Além do sistema sanguíneo, a codominância aparece em diversas espécies, como em pêlos de animais, onde uma cópia de alelo para coloração escura e outra para clara podem produzir um padrão manchado bem definido. Esse tipo de herança é valioso para estudos de marcadores genéticos, pois ajuda a identificar rapidamente a composição genotípica a partir do fenótipo.

Diferenças práticas entre dominância incompleta e codominância

Embora ambos os fenômenos desafiem a noção clássica de dominação, eles se manifestam de formas bastante distintas. Na dominância incompleta, a heterozigose resulta em um fenótipo que é uma mistura física, muitas vezes difícil de classificar como uma das origens. Na codominância, por outro lado, as duas características coexistem de forma nítida, permitindo a identificação simultânea de ambos os traços.
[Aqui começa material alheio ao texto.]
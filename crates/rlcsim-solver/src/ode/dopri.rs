//! Dormand–Prince 5(4) integrator.
//!
//! Embedded explicit Runge–Kutta pair with FSAL (first same as last), local
//! error control on the 4th-order estimate and a 4th-order continuous
//! extension used to serve arbitrary output times without forcing steps onto
//! them.

use nalgebra::SVector;
use rlcsim_core::{Error, IntegrationFailureKind, Result};

use super::{IntegrationStats, StateEquation, Trajectory};
use crate::options::IntegratorParams;

const SAFETY: f64 = 0.9;
const MIN_FACTOR: f64 = 0.2;
const MAX_FACTOR: f64 = 10.0;
/// -1 / (error estimator order + 1)
const ERROR_EXPONENT: f64 = -1.0 / 5.0;

const STAGES: usize = 6;

const C: [f64; STAGES] = [0.0, 1.0 / 5.0, 3.0 / 10.0, 4.0 / 5.0, 8.0 / 9.0, 1.0];

const A: [[f64; 5]; STAGES] = [
    [0.0, 0.0, 0.0, 0.0, 0.0],
    [1.0 / 5.0, 0.0, 0.0, 0.0, 0.0],
    [3.0 / 40.0, 9.0 / 40.0, 0.0, 0.0, 0.0],
    [44.0 / 45.0, -56.0 / 15.0, 32.0 / 9.0, 0.0, 0.0],
    [
        19372.0 / 6561.0,
        -25360.0 / 2187.0,
        64448.0 / 6561.0,
        -212.0 / 729.0,
        0.0,
    ],
    [
        9017.0 / 3168.0,
        -355.0 / 33.0,
        46732.0 / 5247.0,
        49.0 / 176.0,
        -5103.0 / 18656.0,
    ],
];

const B: [f64; STAGES] = [
    35.0 / 384.0,
    0.0,
    500.0 / 1113.0,
    125.0 / 192.0,
    -2187.0 / 6784.0,
    11.0 / 84.0,
];

/// Difference between the 5th- and 4th-order weights, including the FSAL stage.
const E: [f64; STAGES + 1] = [
    -71.0 / 57600.0,
    0.0,
    71.0 / 16695.0,
    -71.0 / 1920.0,
    17253.0 / 339200.0,
    -22.0 / 525.0,
    1.0 / 40.0,
];

/// Dense-output polynomial coefficients: y(t + x h) = y + h Σ_k K_k Σ_j P[k][j] x^(j+1).
const P: [[f64; 4]; STAGES + 1] = [
    [
        1.0,
        -8048581381.0 / 2820520608.0,
        8663915743.0 / 2820520608.0,
        -12715105075.0 / 11282082432.0,
    ],
    [0.0, 0.0, 0.0, 0.0],
    [
        0.0,
        131558114200.0 / 32700410799.0,
        -68118460800.0 / 10900136933.0,
        87487479700.0 / 32700410799.0,
    ],
    [
        0.0,
        -1754552775.0 / 470086768.0,
        14199869525.0 / 1410260304.0,
        -10690763975.0 / 1880347072.0,
    ],
    [
        0.0,
        127303824393.0 / 49829197408.0,
        -318862633887.0 / 49829197408.0,
        701980252875.0 / 199316789632.0,
    ],
    [
        0.0,
        -282668133.0 / 205662961.0,
        2019193451.0 / 616988883.0,
        -1453857185.0 / 822651844.0,
    ],
    [
        0.0,
        40617522.0 / 29380423.0,
        -110615467.0 / 29380423.0,
        69997945.0 / 29380423.0,
    ],
];

/// One trial step and everything needed to accept it or interpolate inside it.
struct Step<const N: usize> {
    y_new: SVector<f64, N>,
    f_new: SVector<f64, N>,
    k: [SVector<f64, N>; STAGES + 1],
    error_norm: f64,
}

/// An accepted step available for dense output.
struct Accepted<'s, const N: usize> {
    t_old: f64,
    t_new: f64,
    y_old: &'s SVector<f64, N>,
    step: &'s Step<N>,
}

impl<const N: usize> Accepted<'_, N> {
    fn eval(&self, t: f64) -> SVector<f64, N> {
        if t == self.t_new {
            return self.step.y_new;
        }
        let h = self.t_new - self.t_old;
        let x = (t - self.t_old) / h;
        let powers = [x, x * x, x * x * x, x * x * x * x];
        let mut y = *self.y_old;
        for (k, row) in self.step.k.iter().zip(P.iter()) {
            let weight: f64 = row.iter().zip(powers.iter()).map(|(p, xp)| p * xp).sum();
            if weight != 0.0 {
                y += k * (h * weight);
            }
        }
        y
    }
}

fn rms<const N: usize>(v: &SVector<f64, N>) -> f64 {
    if N == 0 {
        return 0.0;
    }
    (v.norm_squared() / N as f64).sqrt()
}

fn failure(time: f64, reason: IntegrationFailureKind) -> Error {
    Error::IntegrationFailure { time, reason }
}

struct Integrator<'a, const N: usize, S: StateEquation<N> + ?Sized> {
    system: &'a S,
    params: &'a IntegratorParams,
    stats: IntegrationStats,
}

impl<'a, const N: usize, S: StateEquation<N> + ?Sized> Integrator<'a, N, S> {
    fn eval(&mut self, t: f64, y: &SVector<f64, N>) -> Result<SVector<f64, N>> {
        self.stats.evaluations += 1;
        let f = self.system.derivative(t, y);
        if f.iter().all(|v| v.is_finite()) {
            Ok(f)
        } else {
            Err(failure(t, IntegrationFailureKind::NonFiniteState))
        }
    }

    fn scale(&self, y: &SVector<f64, N>, y_new: &SVector<f64, N>) -> SVector<f64, N> {
        y.zip_map(y_new, |a, b| {
            self.params.atol + a.abs().max(b.abs()) * self.params.rtol
        })
    }

    /// Starting step estimate from the local derivative magnitudes.
    fn initial_step(
        &mut self,
        t0: f64,
        y0: &SVector<f64, N>,
        f0: &SVector<f64, N>,
        interval: f64,
    ) -> Result<f64> {
        let scale = self.scale(y0, y0);
        let d0 = rms(&y0.component_div(&scale));
        let d1 = rms(&f0.component_div(&scale));

        let h0 = if d0 < 1e-5 || d1 < 1e-5 {
            1e-6
        } else {
            0.01 * d0 / d1
        };
        let h0 = h0.min(interval);

        let y1 = y0 + f0 * h0;
        let f1 = self.eval(t0 + h0, &y1)?;
        let d2 = rms(&(f1 - f0).component_div(&scale)) / h0;

        let h1 = if d1 <= 1e-15 && d2 <= 1e-15 {
            (h0 * 1e-3).max(1e-6)
        } else {
            (0.01 / d1.max(d2)).powf(-ERROR_EXPONENT)
        };

        Ok((100.0 * h0).min(h1).min(interval))
    }

    fn step(
        &mut self,
        t: f64,
        y: &SVector<f64, N>,
        f: &SVector<f64, N>,
        h: f64,
    ) -> Result<Step<N>> {
        let mut k = [SVector::<f64, N>::zeros(); STAGES + 1];
        k[0] = *f;
        for s in 1..STAGES {
            let mut dy = SVector::<f64, N>::zeros();
            for (j, a) in A[s].iter().take(s).enumerate() {
                dy += k[j] * *a;
            }
            k[s] = self.eval(t + C[s] * h, &(y + dy * h))?;
        }

        let mut y_new = *y;
        for (ks, b) in k.iter().zip(B.iter()) {
            y_new += ks * (h * b);
        }
        let f_new = self.eval(t + h, &y_new)?;
        k[STAGES] = f_new;

        let mut error = SVector::<f64, N>::zeros();
        for (ks, e) in k.iter().zip(E.iter()) {
            error += ks * (h * e);
        }
        let scale = self.scale(y, &y_new);
        let error_norm = rms(&error.component_div(&scale));

        Ok(Step {
            y_new,
            f_new,
            k,
            error_norm,
        })
    }
}

/// Integrate `system` from the state `y0` at `times[0]` to the last
/// output time, returning the state at every entry of `times`.
///
/// `times` must be strictly increasing. The breakpoints reported by the
/// system that fall strictly inside the span split it into segments; each
/// segment restarts step-size selection so no step crosses a breakpoint.
///
/// # Errors
/// `IntegrationFailure` when a derivative turns non-finite, the step size
/// collapses, or the step budget in `params` is exhausted. No partial
/// trajectory is returned.
pub fn integrate<const N: usize, S: StateEquation<N> + ?Sized>(
    system: &S,
    y0: SVector<f64, N>,
    times: &[f64],
    params: &IntegratorParams,
) -> Result<Trajectory<N>> {
    params.validate()?;

    let mut integrator = Integrator {
        system,
        params,
        stats: IntegrationStats::default(),
    };

    let Some((&t0, _)) = times.split_first() else {
        return Ok(Trajectory {
            states: Vec::new(),
            stats: integrator.stats,
        });
    };
    let t_end = times[times.len() - 1];

    if !y0.iter().all(|v| v.is_finite()) {
        return Err(failure(t0, IntegrationFailureKind::NonFiniteState));
    }

    let mut states = Vec::with_capacity(times.len());
    let mut next = 0;
    while next < times.len() && times[next] <= t0 {
        states.push(y0);
        next += 1;
    }

    let mut stops: Vec<f64> = system
        .breakpoints()
        .into_iter()
        .filter(|&b| b > t0 && b < t_end)
        .collect();
    stops.sort_by(f64::total_cmp);
    stops.dedup();
    stops.push(t_end);

    let h_max = params.h_max.unwrap_or(f64::INFINITY);
    let mut t = t0;
    let mut y = y0;

    for seg_end in stops {
        if t >= seg_end {
            continue;
        }
        let mut f = integrator.eval(t, &y)?;
        let mut h_abs = match params.h_init {
            Some(h) => h,
            None => integrator.initial_step(t, &y, &f, seg_end - t)?,
        };

        while t < seg_end {
            let min_step = 10.0 * f64::EPSILON * t.abs().max(f64::MIN_POSITIVE);
            h_abs = h_abs.min(h_max).max(min_step);
            let mut rejected = false;

            let (t_new, step) = loop {
                if params
                    .max_steps
                    .is_some_and(|max| integrator.stats.total_steps() >= max)
                {
                    return Err(failure(t, IntegrationFailureKind::MaxStepsExceeded));
                }
                if h_abs < min_step {
                    return Err(failure(t, IntegrationFailureKind::StepSizeTooSmall));
                }

                let t_new = if t + h_abs >= seg_end { seg_end } else { t + h_abs };
                let h = t_new - t;
                let step = integrator.step(t, &y, &f, h)?;
                let err = step.error_norm;

                if err < 1.0 {
                    let mut factor = if err == 0.0 {
                        MAX_FACTOR
                    } else {
                        (SAFETY * err.powf(ERROR_EXPONENT)).min(MAX_FACTOR)
                    };
                    if rejected {
                        factor = factor.min(1.0);
                    }
                    integrator.stats.accepted_steps += 1;
                    integrator.stats.min_step_used = integrator.stats.min_step_used.min(h);
                    integrator.stats.max_step_used = integrator.stats.max_step_used.max(h);
                    h_abs = h * factor;
                    break (t_new, step);
                }

                integrator.stats.rejected_steps += 1;
                log::trace!("rejected step at t = {:e}, h = {:e}, err = {:.3}", t, h, err);
                h_abs = h * (SAFETY * err.powf(ERROR_EXPONENT)).max(MIN_FACTOR);
                rejected = true;
            };

            let accepted = Accepted {
                t_old: t,
                t_new,
                y_old: &y,
                step: &step,
            };
            while next < times.len() && times[next] <= t_new {
                states.push(accepted.eval(times[next]));
                next += 1;
            }

            t = t_new;
            y = step.y_new;
            f = step.f_new;
        }
    }

    if states.iter().any(|s| !s.iter().all(|v| v.is_finite())) {
        return Err(failure(t, IntegrationFailureKind::NonFiniteState));
    }

    Ok(Trajectory {
        states,
        stats: integrator.stats,
    })
}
Na prática, isso significa que o método de herança influencia diretamente a maneira como os cientistas interpretam os padrões de transmissão genética. Enquanto a dominância incompleta pode ser entendida como uma "fusão" de expressões, a codominância representa uma "colaboração" entre alelos, cada um mantendo sua identidade funcional e visível.

Nos casos de dominância incompleta, o indivíduo heterozigótico vai ...
Nos casos de dominância incompleta, o indivíduo heterozigótico vai ...

Importância na seleção natural e na evolução

A dominância incompleta e codominância desempenham papéis cruciais na manutenção da diversidade genética. Populações que apresentam esses modos de herança conseguem explorar um espectro maior de adaptações, já que traços intermediários ou duplamente expressos podem oferecer vantagens em ambientes variáveis.

Do ponto de vista evolutivo, a codominância pode favorecer a detecção de predadores ou a sinalização entre indivíduos, enquanto a dominância incompleta pode permitir uma transição suave entre fenótipos, facilitando a sobrevivência durante mudanças graduais no habitat. Esses mecanismos ilustram como a genética não é apenas uma questão de "quem ganha", mas de como as interações moleculares moldam a biodiversidade.

Conclusão

Compreender dominância incompleta e codominância é essencial para qualquer pessoa que estude biologia, pois amplia a visão sobre como os traços são transmitidos e expressos. Esses conceitos vão além dos diagramas de Punnett, oferecendo uma janela para a complexidade da vida e para as inúmeras formas pelas quais os genes se manifestam no mundo físico.